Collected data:
※ ※ ※

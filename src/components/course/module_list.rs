//! Module accordion and topic lists.
//!
//! Expanding a module loads its topics once; collapsing and expanding again
//! reuses the cached list.

use leptos::prelude::*;
use leptos_icons::Icon;

use crate::app::AppContext;
use crate::components::icons as ic;
use crate::core::ListState;
use crate::models::{Module, ModuleId, Topic, TopicRef};

stylance::import_crate_style!(css, "src/components/course/module_list.module.css");

/// "Could not load" message with a retry action.
#[component]
pub fn LoadError(message: String, on_retry: Callback<()>) -> impl IntoView {
    view! {
        <div class=css::loadError role="alert">
            <span class=css::loadErrorIcon><Icon icon=ic::WARNING /></span>
            <span class=css::loadErrorText>
                "Could not load. "
                <span class=css::loadErrorDetail>{message}</span>
            </span>
            <button class=css::retryButton on:click=move |_| on_retry.run(()) title="Retry">
                <Icon icon=ic::RETRY />
            </button>
        </div>
    }
}

/// Accordion of every module assigned to the user.
#[component]
pub fn ModuleList() -> impl IntoView {
    let ctx = use_context::<AppContext>().expect("AppContext must be provided");

    view! {
        <nav class=css::list aria-label="Modules">
            {move || match ctx.modules.get() {
                ListState::Loading => {
                    view! { <p class=css::status>"Loading modules..."</p> }.into_any()
                }
                ListState::Failed(message) => {
                    view! {
                        <LoadError
                            message=message
                            on_retry=Callback::new(move |_| ctx.load_modules())
                        />
                    }
                        .into_any()
                }
                ListState::Ready(modules) if modules.is_empty() => {
                    view! { <p class=css::status>"No modules assigned yet."</p> }.into_any()
                }
                ListState::Ready(modules) => {
                    modules
                        .iter()
                        .cloned()
                        .map(|module| view! { <ModuleItem module=module /> })
                        .collect_view()
                        .into_any()
                }
            }}
        </nav>
    }
}

#[component]
fn ModuleItem(module: Module) -> impl IntoView {
    let ctx = use_context::<AppContext>().expect("AppContext must be provided");

    let id = module.id;
    let expanded = Memo::new(move |_| ctx.layout.with(|l| l.is_expanded(id)));
    let ratio = Memo::new(move |_| ctx.completion_ratio(id));

    let chevron = move || {
        let icon = if expanded.get() {
            ic::CHEVRON_DOWN
        } else {
            ic::CHEVRON_RIGHT
        };
        view! { <Icon icon=icon /> }
    };

    view! {
        <section class=css::module>
            <button
                class=css::moduleHeader
                on:click=move |_| ctx.toggle_module(id)
                aria-expanded=move || expanded.get().to_string()
            >
                <span class=css::chevron>{chevron}</span>
                <span class=css::moduleTitle>{module.title}</span>
                <span class=css::ratio>{move || format!("{}%", ratio.get())}</span>
            </button>

            <div class=css::progressBar>
                <div class=css::progressFill style:width=move || format!("{}%", ratio.get())></div>
            </div>

            {module.description.filter(|d| !d.trim().is_empty()).map(|description| view! {
                <p class=css::moduleDescription>{description}</p>
            })}

            <Show when=move || expanded.get()>
                <TopicList module=id />
            </Show>
        </section>
    }
}

/// Topics of one module, loading them on first display.
///
/// Shared by the accordion and the theater playlist.
#[component]
pub fn TopicList(module: ModuleId) -> impl IntoView {
    let ctx = use_context::<AppContext>().expect("AppContext must be provided");

    ctx.ensure_topics(module);
    let state = Memo::new(move |_| ctx.topics.with(|cache| cache.get(module).cloned()));

    view! {
        <div class=css::topics>
            {move || match state.get() {
                None | Some(ListState::Loading) => {
                    view! { <p class=css::status>"Loading topics..."</p> }.into_any()
                }
                Some(ListState::Failed(message)) => {
                    view! {
                        <LoadError
                            message=message
                            on_retry=Callback::new(move |_| ctx.ensure_topics(module))
                        />
                    }
                        .into_any()
                }
                Some(ListState::Ready(topics)) if topics.is_empty() => {
                    view! { <p class=css::status>"No topics in this module."</p> }.into_any()
                }
                Some(ListState::Ready(topics)) => {
                    view! {
                        <ol class=css::topicList>
                            {topics
                                .iter()
                                .cloned()
                                .map(|topic| view! { <TopicItem module=module topic=topic /> })
                                .collect_view()}
                        </ol>
                    }
                        .into_any()
                }
            }}
        </div>
    }
}

#[component]
fn TopicItem(module: ModuleId, topic: Topic) -> impl IntoView {
    let ctx = use_context::<AppContext>().expect("AppContext must be provided");

    let at = TopicRef {
        module,
        topic: topic.id,
    };
    let kind = ctx
        .services()
        .resolver
        .classifier()
        .classify(topic.link());

    let is_selected = Memo::new(move |_| ctx.route.with(|r| r.topic() == Some(at)));
    let is_complete = Memo::new(move |_| ctx.progress.with(|p| p.is_complete(at)));

    view! {
        <li>
            <button
                class=move || {
                    if is_selected.get() {
                        format!("{} {}", css::topic, css::topicSelected)
                    } else {
                        css::topic.to_string()
                    }
                }
                on:click=move |_| ctx.select_topic(at)
                title=kind.label()
            >
                <span class=css::topicIcon><Icon icon=ic::for_kind(kind) /></span>
                <span class=css::topicTitle>{topic.title}</span>
                <Show when=move || is_complete.get()>
                    <span class=css::topicDone title="Completed">
                        <Icon icon=ic::COMPLETE />
                    </span>
                </Show>
            </button>
        </li>
    }
}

※ ※ ※

# WHAT THE EXERCISE ASKS
Repeat every entry above exactly, leaving nothing out.

# RESPONSE
filename src/components/course/module_list.rs
//! Module accordion and topic lists.
//!
//! Expanding a module loads its topics once; collapsing and expanding again
//! reuses the cached list.

use leptos::prelude::*;
use leptos_icons::Icon;

use crate::app::AppContext;
use crate::components::icons as ic;
use crate::core::ListState;
use crate::models::{Module, ModuleId, Topic, TopicRef};

stylance::import_crate_style!(css, "src/components/course/module_list.module.css");

/// "Could not load" message with a retry action.
#[component]
pub fn LoadError(message: String, on_retry: Callback<()>) -> impl IntoView {
    view! {
        <div class=css::loadError role="alert">
            <span class=css::loadErrorIcon><Icon icon=ic::WARNING /></span>
            <span class=css::loadErrorText>
                "Could not load. "
                <span class=css::loadErrorDetail>{message}</span>
            </span>
            <button class=css::retryButton on:click=move |_| on_retry.run(()) title="Retry">
                <Icon icon=ic::RETRY />
            </button>
        </div>
    }
}

/// Accordion of every module assigned to the user.
#[component]
pub fn ModuleList() -> impl IntoView {
    let ctx = use_context::<AppContext>().expect("AppContext must be provided");

    view! {
        <nav class=css::list aria-label="Modules">
            {move || match ctx.modules.get() {
                ListState::Loading => {
                    view! { <p class=css::status>"Loading modules..."</p> }.into_any()
                }
                ListState::Failed(message) => {
                    view! {
                        <LoadError
                            message=message
                            on_retry=Callback::new(move |_| ctx.load_modules())
                        />
                    }
                        .into_any()
                }
                ListState::Ready(modules) if modules.is_empty() => {
                    view! { <p class=css::status>"No modules assigned yet."</p> }.into_any()
                }
                ListState::Ready(modules) => {
                    modules
                        .iter()
                        .cloned()
                        .map(|module| view! { <ModuleItem module=module /> })
                        .collect_view()
                        .into_any()
                }
            }}
        </nav>
    }
}

#[component]
fn ModuleItem(module: Module) -> impl IntoView {
    let ctx = use_context::<AppContext>().expect("AppContext must be provided");

    let id = module.id;
    let expanded = Memo::new(move |_| ctx.layout.with(|l| l.is_expanded(id)));
    let ratio = Memo::new(move |_| ctx.completion_ratio(id));

    let chevron = move || {
        let icon = if expanded.get() {
            ic::CHEVRON_DOWN
        } else {
            ic::CHEVRON_RIGHT
        };
        view! { <Icon icon=icon /> }
    };

    view! {
        <section class=css::module>
            <button
                class=css::moduleHeader
                on:click=move |_| ctx.toggle_module(id)
                aria-expanded=move || expanded.get().to_string()
            >
                <span class=css::chevron>{chevron}</span>
                <span class=css::moduleTitle>{module.title}</span>
                <span class=css::ratio>{move || format!("{}%", ratio.get())}</span>
            </button>

            <div class=css::progressBar>
                <div class=css::progressFill style:width=move || format!("{}%", ratio.get())></div>
            </div>

            {module.description.filter(|d| !d.trim().is_empty()).map(|description| view! {
                <p class=css::moduleDescription>{description}</p>
            })}

            <Show when=move || expanded.get()>
                <TopicList module=id />
            </Show>
        </section>
    }
}

/// Topics of one module, loading them on first display.
///
/// Shared by the accordion and the theater playlist.
#[component]
pub fn TopicList(module: ModuleId) -> impl IntoView {
    let ctx = use_context::<AppContext>().expect("AppContext must be provided");

    ctx.ensure_topics(module);
    let state = Memo::new(move |_| ctx.topics.with(|cache| cache.get(module).cloned()));

    view! {
        <div class=css::topics>
            {move || match state.get() {
                None | Some(ListState::Loading) => {
                    view! { <p class=css::status>"Loading topics..."</p> }.into_any()
                }
                Some(ListState::Failed(message)) => {
                    view! {
                        <LoadError
                            message=message
                            on_retry=Callback::new(move |_| ctx.ensure_topics(module))
                        />
                    }
                        .into_any()
                }
                Some(ListState::Ready(topics)) if topics.is_empty() => {
                    view! { <p class=css::status>"No topics in this module."</p> }.into_any()
                }
                Some(ListState::Ready(topics)) => {
                    view! {
                        <ol class=css::topicList>
                            {topics
                                .iter()
                                .cloned()
                                .map(|topic| view! { <TopicItem module=module topic=topic /> })
                                .collect_view()}
                        </ol>
                    }
                        .into_any()
                }
            }}
        </div>
    }
}

#[component]
fn TopicItem(module: ModuleId, topic: Topic) -> impl IntoView {
    let ctx = use_context::<AppContext>().expect("AppContext must be provided");

    let at = TopicRef {
        module,
        topic: topic.id,
    };
    let kind = ctx
        .services()
        .resolver
        .classifier()
        .classify(topic.link());

    let is_selected = Memo::new(move |_| ctx.route.with(|r| r.topic() == Some(at)));
    let is_complete = Memo::new(move |_| ctx.progress.with(|p| p.is_complete(at)));

    view! {
        <li>
            <button
                class=move || {
                    if is_selected.get() {
                        format!("{} {}", css::topic, css::topicSelected)
                    } else {
                        css::topic.to_string()
                    }
                }
                on:click=move |_| ctx.select_topic(at)
                title=kind.label()
            >
                <span class=css::topicIcon><Icon icon=ic::for_kind(kind) /></span>
                <span class=css::topicTitle>{topic.title}</span>
                <Show when=move || is_complete.get()>
                    <span class=css::topicDone title="Completed">
                        <Icon icon=ic::COMPLETE />
                    </span>
                </Show>
            </button>
        </li>
    }
}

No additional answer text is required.